→ **Your goal**: Within these entries, which lines include the string "NotFound"? Copy each one.

### Input for this task ###

use chrono::{NaiveDate, NaiveDateTime};
use tracing::{debug, info};
use ulid::Ulid;

use crate::model::*;
use crate::notify::BookingNotice;

use super::conflict::{require_admin, validate_note, validate_range, validate_span, validate_user};
use super::ledger::CreditLedger;
use super::policy::assess;
use super::store::Book;
use super::{Engine, EngineError};

/// Cost when a request names no pricing item.
const DEFAULT_COST: Credits = 1;

/// How a cancellation decides its refund.
#[derive(Debug, Clone, Copy, PartialEq, Eq)]
enum RefundRule {
    Policy,
    Full,
    Nothing,
}

impl RefundRule {
    fn from_override(refund_credits: Option<bool>) -> Self {
        match refund_credits {
            None => RefundRule::Policy,
            Some(true) => RefundRule::Full,
            Some(false) => RefundRule::Nothing,
        }
    }
}

fn cost_of(book: &Book, pricing_item_id: Option<Ulid>) -> Result<Credits, EngineError> {
    match pricing_item_id {
        None => Ok(DEFAULT_COST),
        Some(id) => book
            .pricing_item(&id)
            .filter(|item| item.active)
            .map(|item| item.credits)
            .ok_or(EngineError::NotFound(id)),
    }
}

/// Only a confirmed reservation whose session has not ended can be cancelled.
fn ensure_cancellable(r: &Reservation, now: NaiveDateTime) -> Result<(), EngineError> {
    match r.effective_status(now) {
        ReservationStatus::Confirmed => Ok(()),
        ReservationStatus::Cancelled => Err(EngineError::AlreadyCancelled(r.id)),
        ReservationStatus::Completed => Err(EngineError::AlreadyCompleted(r.id)),
    }
}

/// Load a reservation the actor may act on.
fn owned<'a>(book: &'a Book, actor: &Actor, id: Ulid) -> Result<&'a Reservation, EngineError> {
    let r = book.reservation(&id).ok_or(EngineError::NotFound(id))?;
    if !actor.is_admin() && r.user_id != actor.user_id {
        return Err(EngineError::Forbidden("reservation belongs to another user"));
    }
    Ok(r)
}

impl Engine {
    /// Book one interval for the calling client, paying with credits.
    pub async fn create_reservation(
        &self,
        actor: &Actor,
        request: BookingRequest,
    ) -> Result<Reservation, EngineError> {
        self.reserve(&actor.user_id, actor.role, request, true).await
    }

    /// Book on behalf of `user_id`. `deduct_credits = Some(false)` books for free.
    pub async fn admin_create_reservation(
        &self,
        actor: &Actor,
        user_id: &str,
        request: BookingRequest,
        deduct_credits: Option<bool>,
    ) -> Result<Reservation, EngineError> {
        require_admin(actor)?;
        self.reserve(user_id, Role::Admin, request, deduct_credits.unwrap_or(true))
            .await
    }

    async fn reserve(
        &self,
        user_id: &str,
        role: Role,
        request: BookingRequest,
        charge: bool,
    ) -> Result<Reservation, EngineError> {
        validate_user(user_id)?;
        validate_span(&request.span)?;
        validate_note(request.note.as_deref())?;

        let guard = self.write().await;
        let now = self.now();

        if guard.reservation(&request.id).is_some() {
            return Err(EngineError::AlreadyExists(request.id));
        }
        let cost = cost_of(&guard, request.pricing_item_id)?;
        let claim = match self.provider().claim(&guard, &request, user_id, role, now) {
            Ok(claim) => claim,
            Err(e) => {
                if matches!(e, EngineError::SlotAlreadyTaken { .. }) {
                    metrics::counter!(crate::observability::BOOKING_CONFLICTS_TOTAL).increment(1);
                }
                debug!("booking {} rejected: {e}", request.id);
                return Err(e);
            }
        };

        let charged = if charge { cost } else { 0 };
        if charged > 0 {
            let available = guard.ledger().balance(user_id);
            if available < charged {
                metrics::counter!(crate::observability::INSUFFICIENT_CREDITS_TOTAL).increment(1);
                return Err(EngineError::InsufficientCredits { required: charged, available });
            }
        }

        let reservation = Reservation {
            id: request.id,
            user_id: user_id.to_string(),
            source: claim.source,
            date: claim.date,
            span: claim.span,
            status: ReservationStatus::Confirmed,
            credits_used: charged,
            created_at: now,
            cancelled_at: None,
            note: request.note,
        };

        let mut events = vec![Event::ReservationCreated { reservation: reservation.clone() }];
        events.extend(claim.events);
        if charged > 0 {
            events.push(Event::CreditAppended {
                transaction: CreditLedger::entry(
                    user_id,
                    -charged,
                    TransactionType::Reservation,
                    Some(reservation.id.to_string()),
                    None,
                    now,
                ),
            });
        }
        self.commit(guard, events).await?;

        metrics::counter!(crate::observability::RESERVATIONS_CREATED_TOTAL).increment(1);
        info!(
            "reservation {} confirmed for {} on {} {} ({} credits)",
            reservation.id, reservation.user_id, reservation.date, reservation.span, charged
        );
        self.notify.send(&BookingNotice::created(&reservation));
        Ok(reservation)
    }

    /// Cancel as the owner (or an admin) with the policy refund.
    pub async fn cancel_reservation(
        &self,
        actor: &Actor,
        reservation_id: Ulid,
    ) -> Result<CancellationResult, EngineError> {
        self.cancel(actor, reservation_id, RefundRule::Policy).await
    }

    /// Cancel any reservation. `refund_credits` overrides the policy:
    /// `Some(true)` refunds everything, `Some(false)` nothing.
    pub async fn admin_cancel_reservation(
        &self,
        actor: &Actor,
        reservation_id: Ulid,
        refund_credits: Option<bool>,
    ) -> Result<CancellationResult, EngineError> {
        require_admin(actor)?;
        self.cancel(actor, reservation_id, RefundRule::from_override(refund_credits))
            .await
    }

    async fn cancel(
        &self,
        actor: &Actor,
        reservation_id: Ulid,
        rule: RefundRule,
    ) -> Result<CancellationResult, EngineError> {
        let guard = self.write().await;
        let now = self.now();

        let reservation = owned(&guard, actor, reservation_id)?.clone();
        ensure_cancellable(&reservation, now)?;

        let preview = assess(guard.active_policy(), &reservation, now);
        let (refund_percentage, refund_amount, policy_applied) = match rule {
            RefundRule::Policy => (
                preview.refund_percentage,
                preview.refund_amount,
                preview.policy_applied,
            ),
            RefundRule::Full => (
                100,
                reservation.credits_used.max(0),
                AppliedPolicy { policy_id: None, tier: RefundTier::Full },
            ),
            RefundRule::Nothing => (0, 0, AppliedPolicy { policy_id: None, tier: RefundTier::None }),
        };

        let mut events = vec![Event::ReservationCancelled { id: reservation_id, cancelled_at: now }];
        events.extend(self.provider().release(&guard, &reservation));
        if refund_amount > 0 {
            events.push(Event::CreditAppended {
                transaction: CreditLedger::entry(
                    &reservation.user_id,
                    refund_amount,
                    TransactionType::Refund,
                    Some(reservation_id.to_string()),
                    None,
                    now,
                ),
            });
        }
        self.commit(guard, events).await?;

        metrics::counter!(crate::observability::RESERVATIONS_CANCELLED_TOTAL).increment(1);
        if refund_amount > 0 {
            metrics::counter!(crate::observability::CREDITS_REFUNDED_TOTAL)
                .increment(refund_amount as u64);
        }
        info!(
            "reservation {reservation_id} cancelled by {} ({}% refund, {refund_amount} credits)",
            actor.user_id, refund_percentage
        );
        self.notify.send(&BookingNotice::cancelled(&reservation, refund_amount));

        Ok(CancellationResult {
            reservation_id,
            refund_amount,
            refund_percentage,
            policy_applied,
        })
    }

    /// What `cancel_reservation` would refund right now, without side effects.
    pub async fn refund_preview(
        &self,
        actor: &Actor,
        reservation_id: Ulid,
    ) -> Result<RefundPreview, EngineError> {
        let guard = self.read().await;
        let now = self.now();
        let reservation = owned(&guard, actor, reservation_id)?;
        ensure_cancellable(reservation, now)?;
        Ok(assess(guard.active_policy(), reservation, now))
    }

    pub async fn get_reservation(
        &self,
        actor: &Actor,
        reservation_id: Ulid,
    ) -> Result<Reservation, EngineError> {
        let guard = self.read().await;
        let now = self.now();
        let r = owned(&guard, actor, reservation_id)?;
        Ok(with_effective_status(r, now))
    }

    /// A user's reservations in creation order, with `completed` derived.
    pub async fn reservations_for_user(
        &self,
        actor: &Actor,
        user_id: &str,
    ) -> Result<Vec<Reservation>, EngineError> {
        if !actor.is_admin() && actor.user_id != user_id {
            return Err(EngineError::Forbidden("cannot list another user's reservations"));
        }
        let guard = self.read().await;
        let now = self.now();
        Ok(guard
            .reservations()
            .filter(|r| r.user_id == user_id)
            .map(|r| with_effective_status(r, now))
            .collect())
    }

    /// Every reservation with `from <= date <= to`, ordered by (date, start).
    pub async fn reservations_in_range(
        &self,
        actor: &Actor,
        from: NaiveDate,
        to: NaiveDate,
    ) -> Result<Vec<Reservation>, EngineError> {
        require_admin(actor)?;
        validate_range(from, to)?;
        let guard = self.read().await;
        let now = self.now();
        let mut out: Vec<Reservation> = guard
            .reservations()
            .filter(|r| r.date >= from && r.date <= to)
            .map(|r| with_effective_status(r, now))
            .collect();
        out.sort_by_key(|r| (r.date, r.span.start, r.created_at));
        Ok(out)
    }
}

fn with_effective_status(r: &Reservation, now: NaiveDateTime) -> Reservation {
    let mut r = r.clone();
    r.status = r.effective_status(now);
    r
}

###

→ **Written response**:
            .ok_or(EngineError::NotFound(id)),
    let r = book.reservation(&id).ok_or(EngineError::NotFound(id))?;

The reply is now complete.